Most writers who take on a historical piece have a vast body of existing catalogs of research to work with, but not Dean. She had to create a unique body of research because she was the first. She tracked down British Indian Department papers, pension statements, diaries and other hard-to-find correspondence. It took her two years to collect, transcribe and annotate the data collected.
“It was a daunting task, but the story is so fascinating and that’s what kept me going,” she said.
She felt a deep fascination with the remarkable men from the time period, Alexander Cameron, a British agent for the Cherokee, and Cherokee war chief Dragging Canoe. Many of the history books gloss over these men and Dean wanted to add their story to the records.
The book has been released, but Dean isn’t done. The book inspired her to revisit her musical talents. She learned piano as a child and began composing her own music, but it’s something that she had on the backburner for many years as she pursued other aspects of her career.
But when she started working on “A Demand of Blood,” she decided she needed to buy a piano and compose music again. Now she has a complete soundtrack inspired by events in the book.
“It’s not something I set out to do, but every time I sat down at the piano the music came out. It was a real surprise,” she said.
Most of the music is instrumental and described by Dean as sweeping and dramatic. But there is one song, a soft ballad, that Dean said just didn’t fit with her voice when she tried to record it. Dean said when her mother heard the song, she immediately said she should get Shelia K. Adams to record the song for her.
“I sent her the song and she was immediately touched by it,” she said. “It’s about a woman who is waiting for her love to return to her after a long winter.”

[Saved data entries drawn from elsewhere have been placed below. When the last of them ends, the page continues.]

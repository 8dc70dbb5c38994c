//! `/users` endpoints.
//!
//! Status mapping differs per endpoint: a failed lookup on GET is always 404,
//! while PUT and DELETE answer 500 for any store failure, not-found included.

use std::sync::Arc;

use axum::{
    Json, Router,
    extract::{
        Extension, Path,
        rejection::{JsonRejection, PathRejection},
    },
    http::StatusCode,
    response::IntoResponse,
    routing::{get, post},
};

use userbook_core::{UserDraft, UserId};
use userbook_infra::StoreError;

use crate::app::dto;
use crate::app::errors::ApiError;
use crate::app::services::AppServices;
use crate::context::RequestContext;

pub fn router() -> Router {
    Router::new()
        .route("/", post(create_user).get(list_users))
        .route("/:id", get(get_user).put(update_user).delete(delete_user))
}

pub async fn create_user(
    Extension(services): Extension<Arc<AppServices>>,
    Extension(ctx): Extension<RequestContext>,
    body: Result<Json<dto::UserPayload>, JsonRejection>,
) -> Result<impl IntoResponse, ApiError> {
    let draft = parse_body(&ctx, body)?;

    let user = services
        .store()
        .create(&services.store_context(&ctx), &draft)
        .await
        .map_err(|e| store_failure(&ctx, "create", e, ApiError::Internal))?;

    Ok((StatusCode::CREATED, Json(dto::user_to_json(&user))))
}

pub async fn get_user(
    Extension(services): Extension<Arc<AppServices>>,
    Extension(ctx): Extension<RequestContext>,
    path: Result<Path<String>, PathRejection>,
) -> Result<impl IntoResponse, ApiError> {
    let id = parse_id(&ctx, path)?;

    let user = services
        .store()
        .get_by_id(&services.store_context(&ctx), id)
        .await
        .map_err(|e| store_failure(&ctx, "get_by_id", e, ApiError::NotFound))?;

    Ok(Json(dto::user_view_to_json(&user, services.today())))
}

pub async fn update_user(
    Extension(services): Extension<Arc<AppServices>>,
    Extension(ctx): Extension<RequestContext>,
    path: Result<Path<String>, PathRejection>,
    body: Result<Json<dto::UserPayload>, JsonRejection>,
) -> Result<impl IntoResponse, ApiError> {
    let id = parse_id(&ctx, path)?;
    let draft = parse_body(&ctx, body)?;

    let user = services
        .store()
        .update(&services.store_context(&ctx), id, &draft)
        .await
        .map_err(|e| store_failure(&ctx, "update", e, ApiError::Internal))?;

    Ok(Json(dto::user_to_json(&user)))
}

pub async fn delete_user(
    Extension(services): Extension<Arc<AppServices>>,
    Extension(ctx): Extension<RequestContext>,
    path: Result<Path<String>, PathRejection>,
) -> Result<StatusCode, ApiError> {
    let id = parse_id(&ctx, path)?;

    services
        .store()
        .delete(&services.store_context(&ctx), id)
        .await
        .map_err(|e| store_failure(&ctx, "delete", e, ApiError::Internal))?;

    Ok(StatusCode::NO_CONTENT)
}

pub async fn list_users(
    Extension(services): Extension<Arc<AppServices>>,
    Extension(ctx): Extension<RequestContext>,
) -> Result<impl IntoResponse, ApiError> {
    let users = services
        .store()
        .list(&services.store_context(&ctx))
        .await
        .map_err(|e| store_failure(&ctx, "list", e, ApiError::Internal))?;

    let today = services.today();
    let items = users
        .iter()
        .map(|u| dto::user_view_to_json(u, today))
        .collect::<Vec<_>>();
    Ok(Json(items))
}

fn parse_id(
    ctx: &RequestContext,
    path: Result<Path<String>, PathRejection>,
) -> Result<UserId, ApiError> {
    let Path(raw) = path.map_err(|rejection| {
        tracing::debug!(
            request_id = %ctx.request_id(),
            error = %rejection.body_text(),
            "rejected user id"
        );
        ApiError::InvalidId
    })?;
    Ok(raw.parse::<UserId>()?)
}

fn parse_body(
    ctx: &RequestContext,
    body: Result<Json<dto::UserPayload>, JsonRejection>,
) -> Result<UserDraft, ApiError> {
    let Json(payload) = body.map_err(|rejection| {
        tracing::debug!(
            request_id = %ctx.request_id(),
            error = %rejection.body_text(),
            "rejected request body"
        );
        ApiError::Validation("malformed request body".to_string())
    })?;
    Ok(payload.into_draft()?)
}

/// Log the store cause, answer with `mapped`.
fn store_failure(
    ctx: &RequestContext,
    operation: &'static str,
    err: StoreError,
    mapped: ApiError,
) -> ApiError {
    if err.is_not_found() {
        tracing::info!(request_id = %ctx.request_id(), operation, "user not found");
    } else {
        tracing::error!(
            request_id = %ctx.request_id(),
            operation,
            error = %err,
            "store operation failed"
        );
    }
    mapped
}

So with Adams’ recording of the song, the soundtrack is complete.
Dean received a grant from The Graham Foundation in South Carolina to produce a 53-minute drama centered around the life of Alexander Cameron. Cameron came to the states from Scotland with nothing. He quickly earned status but lost it just as quickly during the conflict.
“This is the untold story of what was going on on the other side of the revolution,” Dean said. While the primary conquerors like George Washington receive so much of the coverage in the history books, Dean finds the common man far more colorful and interesting. “Cameron was the American dream and how quickly it all slipped away for him — it’s a lesson for all of us in it.”
The drama will be filmed in Greenville, South Carolina in November before Dean will take it on the road throughout the Southeast along with a book talk and presentations. She is in the process now of casting actors for the production, writing scripts and finding a crew to manage the show behind the scenes.
In her mind, she can already see her book playing out on the silver screen or at least a mini series for television. Unlike many Hollywood films today, Dean said “A Demand of Blood” would offer a gripping story with a glimpse of hope at the end.
“So many Hollywood films don’t serve the story. They serve the producer’s own agenda and you feel like you wasted two hours for nothing,” Dean said. “It’s amazing to me the movies that get made when there’s so many wonderful stories that do offer a tale of redemption or hope.”
Several producers she has spoken to all think it would make a great film. The History Channel initially seemed interested four years ago, but Dean’s pitch was turned down because the producers didn’t think they’d get the numbers they needed. But with the book’s success and the upcoming theatrical production, it’s only a matter of time before someone jumps at the chance to make it into a film.
Dean grew up in Columbia, South Carolina and studied film and photography at the University of South Carolina. Having a Lebanese father and an American mother exposed her to cross cultural life.
In Jerusalem, she was the still photographer for the PBS documentary “Days of Rage” and her photographs of the Palestinian uprising were published in Time magazine, the New York Times and the Chicago Tribune. Dean also served as a daily news correspondent reporting from the White House and the State Department for Emirates Dubai Television.